What is religion? Why is it too important to let a certain class usurp the role of its sole interpreter? How come religion is monopolized and, even against its tenets, people fight over trivial legal issues? How come in the name of religion we find competition between moizzins or among loudspeakers of neighbouring mosques? Ego games drive out angels from our worship places. Religion has degenerated into ‘sawaab’ calculus. The fact that it is ecstasy, it is God- consciousness, it is ihsaan, it is self- negation, it is contemplation, it is joy of the highest order,  is forgotten. Let us keep the ideal set before us by prophets, saints or mystics and traditional scholars or thinkers and judge what we see around in its name.
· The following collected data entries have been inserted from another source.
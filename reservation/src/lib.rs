mod calendar;
mod manager;
mod seed;

#[cfg(any(test, feature = "test-utils"))]
pub mod test_utils;

use std::{fmt, sync::Arc};

use abi::{
    Actor, Error, EventType, Reservation, ReservationFilter, ReservationId, ReservationRequest,
    ReservationStats, Room, RoomId,
};
use chrono::{NaiveDate, NaiveTime};
use mockable::Clock;

pub use calendar::{event_title, slot_score, CalendarProjector};
pub use seed::{sample_event_types, sample_reservations, sample_rooms};

/// Owns rooms, event types and reservations. Every mutation goes through
/// [`Rsvp`], which keeps reservations free of overlaps.
pub struct ReservationStore {
    rooms: Vec<Room>,
    event_types: Vec<EventType>,
    /// Most recent first.
    reservations: Vec<Reservation>,
    clock: Arc<dyn Clock>,
}

pub trait Rsvp {
    /// list reservations matching the filter, most recent first
    fn list_reservations(&self, filter: &ReservationFilter) -> Vec<Reservation>;
    /// blocking reservations of a room on a date that intersect `[start, end)`
    fn check_overlap(
        &self,
        room_id: RoomId,
        date: NaiveDate,
        start: NaiveTime,
        end: NaiveTime,
        exclude: Option<ReservationId>,
    ) -> Vec<Reservation>;
    /// make a reservation (pending or approved, depending on its event type)
    fn create_reservation(
        &mut self,
        actor: &Actor,
        request: ReservationRequest,
    ) -> Result<Reservation, Error>;
    /// approve or reject a pending reservation
    fn decide(
        &mut self,
        actor: &Actor,
        id: ReservationId,
        approve: bool,
        comment: Option<&str>,
    ) -> Result<Reservation, Error>;
    /// cancel a reservation, whatever its status
    fn cancel(&mut self, actor: &Actor, id: ReservationId) -> Result<Reservation, Error>;
    /// get reservation by id
    fn get(&self, id: ReservationId) -> Result<Reservation, Error>;
    /// dashboard counters
    fn statistics(&self) -> ReservationStats;
}

impl fmt::Debug for ReservationStore {
    fn fmt(&self, f: &mut fmt::Formatter<'_>) -> fmt::Result {
        f.debug_struct("ReservationStore")
            .field("rooms", &self.rooms.len())
            .field("event_types", &self.event_types.len())
            .field("reservations", &self.reservations.len())
            .finish_non_exhaustive()
    }
}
Religion is what binds people. It is what binds us to God as the ground of everything. Religion is what we do with our solitude as Whitehead said. And ideally religion would be the greatest business in a classless society. Capitalism smothers human spirit and man will bloom only and god will be born in him (God is the ideal pole of man in Sufism and other mystical traditions), when he is free to pursue his higher needs that Maslow has so well classified. A classless society, it is hoped, will allow man to pursue this dream better. We are all mystics, rather privileged (or condemned) to be mystics. “The tragedy of life is not so much what men suffer, but rather what they miss” as Carlyle said. And the only reason that I think that religion to be respectfully heard by a humanist or secular Marxist is that we miss much if we miss God and that is tragic. Hell is not physical fire but painful realization that we have missed so much. Religion is only an invitation, an open invitation to all of us to Freedom, to Heaven here and now, to Eternity of this Moment. If these things are illusions we must remember that mankind in all climes and ages has entertained these illusions and we owe some of the most beautiful things to these illusions. The greatest thinkers, artists, philosophers, sages and prophets of all civilizations have been cherishing these delusions and have attributed everything grand and noble to them. If delusions, the products of “false” consciousness can be so fruitful for the betterment of man, why opt for reality that produces nausea, despair and horror (which mark modern literature)?   Life resists all attempts at its devaluation and negation by those who deem it to be futile and without any significance or meaning. Did Jesus(Eesa A.S) ask for anything more than choosing life and are religions commandments amounting to anything more than not harming life? Esoteric commentaries of scriptural commandments show that in the last analysis all these boil down to affirming and celebrating life. Man is condemned to choose life. Choosing death is relinquishing human status.  And man is not prepared to be a stone as otherwise he would not proceed to scan God and judge his creation as absurd.
Men will continue as they have been ever doing to find meaning and fulfillment in love. In a world without illusions, without props, without consolations, there is still the still small voice of love in the depths of our being that allows us to say yes to life with all its disappointments and tragedies, not all of which can be attributed to the misdeeds of capitalism. Even the absurdist Camus lives by this faith in love, the love of relationships. The proposition that ‘love is eternal’ will hardly be questioned by people who have experienced it and fortunately most people have experienced though to most only a few glimpses of it have been given.
So taking religion as pyar kae do boal, as mantra for beautifying life, for connecting people (tu barayi wasl kerdem aamdi) let us contest theologies of killing, of despair and exclusion.